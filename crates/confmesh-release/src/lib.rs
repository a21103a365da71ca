//! confmesh-release — release-signal propagation cache.
//!
//! Tracks the latest "release changed" signal per namespace channel key in
//! memory, healing gaps in push delivery by backfilling from durable
//! storage. The long-poll endpoint answers client polls from this cache
//! instead of hitting the store on every request.
//!
//! # Components
//!
//! - **`source`** — the `MessageSource` seam over durable storage
//! - **`cache`** — the cache itself: merge, backfill, warm-up, scanner

pub mod cache;
pub mod source;

pub use cache::{RELEASE_CHANNEL, ReleaseMessageCache};
pub use source::MessageSource;
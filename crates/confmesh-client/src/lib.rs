//! confmesh-client — client-side config cache and change notifications.
//!
//! A client process holds, per namespace, the last-known property snapshot
//! synchronized from an upstream source (remote poll endpoint or local
//! file). On every effective change the snapshot is swapped wholesale and
//! a typed change event (added/modified/deleted) is fanned out to
//! registered listeners on per-listener worker tasks, so a slow or
//! failing listener never stalls the publisher or its peers.
//!
//! # Components
//!
//! - **`types`** — snapshot and change-event types
//! - **`source`** — the `ConfigSource` upstream seam and `FileSource`
//! - **`repository`** — `LocalRepository`: serialized sync, last-good retention
//! - **`file_cache`** — `ConfigFileCache`: typed content, classification,
//!   async listener dispatch

pub mod error;
pub mod file_cache;
pub mod repository;
pub mod source;
pub mod types;

pub use error::{ClientError, ClientResult};
pub use file_cache::{ConfigFileCache, ConfigFileChangeListener};
pub use repository::{LocalRepository, RepositoryChangeListener};
pub use source::{ConfigSource, FileSource};
pub use types::{ChangeType, ConfigFileChangeEvent, ConfigSourceType, Properties};
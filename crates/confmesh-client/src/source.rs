//! The upstream seam for client-side config sync.

use std::fs;
use std::path::{Path, PathBuf};

use crate::error::ClientResult;
use crate::types::{ConfigSourceType, Properties};

/// Upstream source of raw property snapshots.
///
/// May fail transiently; the repository keeps its last-good snapshot on
/// failure. Implementations: a properties file on disk (`FileSource`),
/// the remote poll endpoint (out of tree), fakes in tests.
pub trait ConfigSource: Send + Sync {
    /// Fetch the current snapshot.
    fn fetch(&self) -> ClientResult<Properties>;

    /// What kind of source this is.
    fn source_type(&self) -> ConfigSourceType;
}

/// A `key=value` properties file on local disk.
pub struct FileSource {
    path: PathBuf,
}

impl FileSource {
    /// Create a source reading from the given path.
    pub fn new(path: impl Into<PathBuf>) -> Self {
        Self { path: path.into() }
    }

    /// The file this source reads.
    pub fn path(&self) -> &Path {
        &self.path
    }
}

impl ConfigSource for FileSource {
    fn fetch(&self) -> ClientResult<Properties> {
        let content = fs::read_to_string(&self.path)?;
        Ok(parse_properties(&content))
    }

    fn source_type(&self) -> ConfigSourceType {
        ConfigSourceType::Local
    }
}

/// Parse `key=value` lines. Blank lines and `#` comments are skipped;
/// a line without `=` is a key with an empty value; whitespace around
/// keys and values is trimmed.
fn parse_properties(content: &str) -> Properties {
    let mut properties = Properties::new();
    for line in content.lines() {
        let line = line.trim();
        if line.is_empty() || line.starts_with('#') {
            continue;
        }
        match line.split_once('=') {
            Some((key, value)) => {
                properties.insert(key.trim().to_string(), value.trim().to_string());
            }
            None => {
                properties.insert(line.to_string(), String::new());
            }
        }
    }
    properties
}
//! LocalRepository — last-known snapshot for one namespace.
//!
//! The repository syncs a property snapshot from its upstream source and
//! keeps the last-good copy through transient failures. Sync is
//! serialized per repository instance so downstream listeners observe a
//! consistent, non-interleaved sequence of snapshots.

use std::sync::{Arc, Mutex, RwLock};

use tracing::{debug, warn};

use crate::error::ClientResult;
use crate::source::ConfigSource;
use crate::types::{ConfigSourceType, Properties};

/// Invoked when the repository's snapshot changes.
pub trait RepositoryChangeListener: Send + Sync {
    /// Called with the namespace and the new snapshot after an effective
    /// change. Delivery is synchronous and in registration order.
    fn on_repository_change(&self, namespace: &str, new_properties: &Properties);
}

/// Client-side holder of the last-known snapshot for one namespace.
pub struct LocalRepository {
    namespace: String,
    source: Arc<dyn ConfigSource>,
    /// Serializes the fetch-compare-swap-notify sequence.
    sync_lock: Mutex<()>,
    cached: RwLock<Option<Properties>>,
    source_type: RwLock<ConfigSourceType>,
    listeners: Mutex<Vec<Arc<dyn RepositoryChangeListener>>>,
}

impl LocalRepository {
    /// Create a repository and attempt one synchronous sync. A failed
    /// initial sync is logged and swallowed; the repository starts with
    /// no snapshot and `source_type() == None` until a sync succeeds.
    pub fn new(namespace: impl Into<String>, source: Arc<dyn ConfigSource>) -> Self {
        let repository = Self {
            namespace: namespace.into(),
            source,
            sync_lock: Mutex::new(()),
            cached: RwLock::new(None),
            source_type: RwLock::new(ConfigSourceType::None),
            listeners: Mutex::new(Vec::new()),
        };
        repository.try_sync();
        repository
    }

    /// The namespace this repository holds.
    pub fn namespace(&self) -> &str {
        &self.namespace
    }

    /// Where the current snapshot came from; `None` until the first
    /// successful sync.
    pub fn source_type(&self) -> ConfigSourceType {
        *self.source_type.read().expect("repository lock poisoned")
    }

    /// The current snapshot, syncing first if none is held yet.
    pub fn get_config(&self) -> Option<Properties> {
        if self.cached.read().expect("repository lock poisoned").is_none() {
            self.try_sync();
        }
        self.cached.read().expect("repository lock poisoned").clone()
    }

    /// Sync from upstream. Returns whether the snapshot changed; a failed
    /// fetch propagates and leaves the last-good snapshot in place.
    pub fn sync(&self) -> ClientResult<bool> {
        let _guard = self.sync_lock.lock().expect("repository lock poisoned");

        let fresh = self.source.fetch()?;
        {
            let cached = self.cached.read().expect("repository lock poisoned");
            if cached.as_ref() == Some(&fresh) {
                return Ok(false);
            }
        }

        *self.cached.write().expect("repository lock poisoned") = Some(fresh.clone());
        *self.source_type.write().expect("repository lock poisoned") = self.source.source_type();
        debug!(namespace = %self.namespace, keys = fresh.len(), "repository snapshot updated");

        self.fire_repository_change(&fresh);
        Ok(true)
    }

    /// Sync from upstream, logging instead of propagating failure.
    /// Returns whether the snapshot changed.
    pub fn try_sync(&self) -> bool {
        match self.sync() {
            Ok(changed) => changed,
            Err(e) => {
                warn!(
                    namespace = %self.namespace,
                    error = %e,
                    "sync failed, keeping last-good snapshot"
                );
                false
            }
        }
    }

    /// Register a change listener. Adding the same listener twice is a
    /// no-op.
    pub fn add_change_listener(&self, listener: Arc<dyn RepositoryChangeListener>) {
        let mut listeners = self.listeners.lock().expect("repository lock poisoned");
        if !listeners.iter().any(|l| Arc::ptr_eq(l, &listener)) {
            listeners.push(listener);
        }
    }

    /// Remove a change listener. Returns whether it was registered.
    pub fn remove_change_listener(&self, listener: &Arc<dyn RepositoryChangeListener>) -> bool {
        let mut listeners = self.listeners.lock().expect("repository lock poisoned");
        let before = listeners.len();
        listeners.retain(|l| !Arc::ptr_eq(l, listener));
        listeners.len() != before
    }

    /// Notify listeners of a new snapshot. The listener set is snapshotted
    /// so registration changes during a pass don't affect it.
    fn fire_repository_change(&self, new_properties: &Properties) {
        let snapshot: Vec<_> = self
            .listeners
            .lock()
            .expect("repository lock poisoned")
            .clone();
        for listener in snapshot {
            listener.on_repository_change(&self.namespace, new_properties);
        }
    }
}

#[cfg(test)]
mod tests {
    use super::*;
    use std::sync::atomic::{AtomicBool, Ordering};

    #[derive(Default)]
    struct FakeSource {
        properties: Mutex<Properties>,
        fail: AtomicBool,
    }

    impl FakeSource {
        fn set(&self, key: &str, value: &str) {
            self.properties
                .lock()
                .unwrap()
                .insert(key.to_string(), value.to_string());
        }
    }

    impl ConfigSource for FakeSource {
        fn fetch(&self) -> ClientResult<Properties> {
            if self.fail.load(Ordering::SeqCst) {
                return Err(crate::error::ClientError::Source(
                    "upstream unavailable".to_string(),
                ));
            }
            Ok(self.properties.lock().unwrap().clone())
        }

        fn source_type(&self) -> ConfigSourceType {
            ConfigSourceType::Remote
        }
    }

    #[derive(Default)]
    struct Recorder {
        snapshots: Mutex<Vec<Properties>>,
    }

    impl RepositoryChangeListener for Recorder {
        fn on_repository_change(&self, _namespace: &str, new_properties: &Properties) {
            self.snapshots.lock().unwrap().push(new_properties.clone());
        }
    }

    #[test]
    fn initial_sync_populates_snapshot() {
        let source = Arc::new(FakeSource::default());
        source.set("timeout", "100");

        let repository = LocalRepository::new("application", source);

        assert_eq!(repository.source_type(), ConfigSourceType::Remote);
        let config = repository.get_config().unwrap();
        assert_eq!(config.get("timeout").unwrap(), "100");
    }

    #[test]
    fn failed_initial_sync_is_tolerated_and_recovers() {
        let source = Arc::new(FakeSource::default());
        source.fail.store(true, Ordering::SeqCst);

        let repository = LocalRepository::new("application", source.clone());
        assert_eq!(repository.source_type(), ConfigSourceType::None);
        assert!(repository.get_config().is_none());

        // Upstream comes back; the next sync recovers.
        source.fail.store(false, Ordering::SeqCst);
        source.set("timeout", "100");
        assert!(repository.try_sync());
        assert_eq!(repository.source_type(), ConfigSourceType::Remote);
        assert!(repository.get_config().is_some());
    }

    #[test]
    fn failed_sync_keeps_last_good_snapshot() {
        let source = Arc::new(FakeSource::default());
        source.set("timeout", "100");
        let repository = LocalRepository::new("application", source.clone());

        source.fail.store(true, Ordering::SeqCst);
        assert!(repository.sync().is_err());

        let config = repository.get_config().unwrap();
        assert_eq!(config.get("timeout").unwrap(), "100");
        assert_eq!(repository.source_type(), ConfigSourceType::Remote);
    }

    #[test]
    fn equal_snapshot_does_not_notify() {
        let source = Arc::new(FakeSource::default());
        source.set("timeout", "100");
        let repository = LocalRepository::new("application", source.clone());

        let recorder = Arc::new(Recorder::default());
        repository.add_change_listener(recorder.clone());

        assert!(!repository.try_sync());
        assert!(recorder.snapshots.lock().unwrap().is_empty());

        source.set("timeout", "200");
        assert!(repository.try_sync());
        assert_eq!(recorder.snapshots.lock().unwrap().len(), 1);
    }

    #[test]
    fn add_listener_is_idempotent() {
        let source = Arc::new(FakeSource::default());
        let repository = LocalRepository::new("application", source.clone());

        let recorder = Arc::new(Recorder::default());
        let as_listener: Arc<dyn RepositoryChangeListener> = recorder.clone();
        repository.add_change_listener(as_listener.clone());
        repository.add_change_listener(as_listener.clone());

        source.set("timeout", "100");
        repository.try_sync();
        assert_eq!(recorder.snapshots.lock().unwrap().len(), 1);

        assert!(repository.remove_change_listener(&as_listener));
        assert!(!repository.remove_change_listener(&as_listener));
        source.set("timeout", "200");
        repository.try_sync();
        assert_eq!(recorder.snapshots.lock().unwrap().len(), 1);
    }
}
════════
_Problem to solve_
What is the number of lines in these entries that hold "durable"? Reply with the figure alone.

_Exercise solution_
2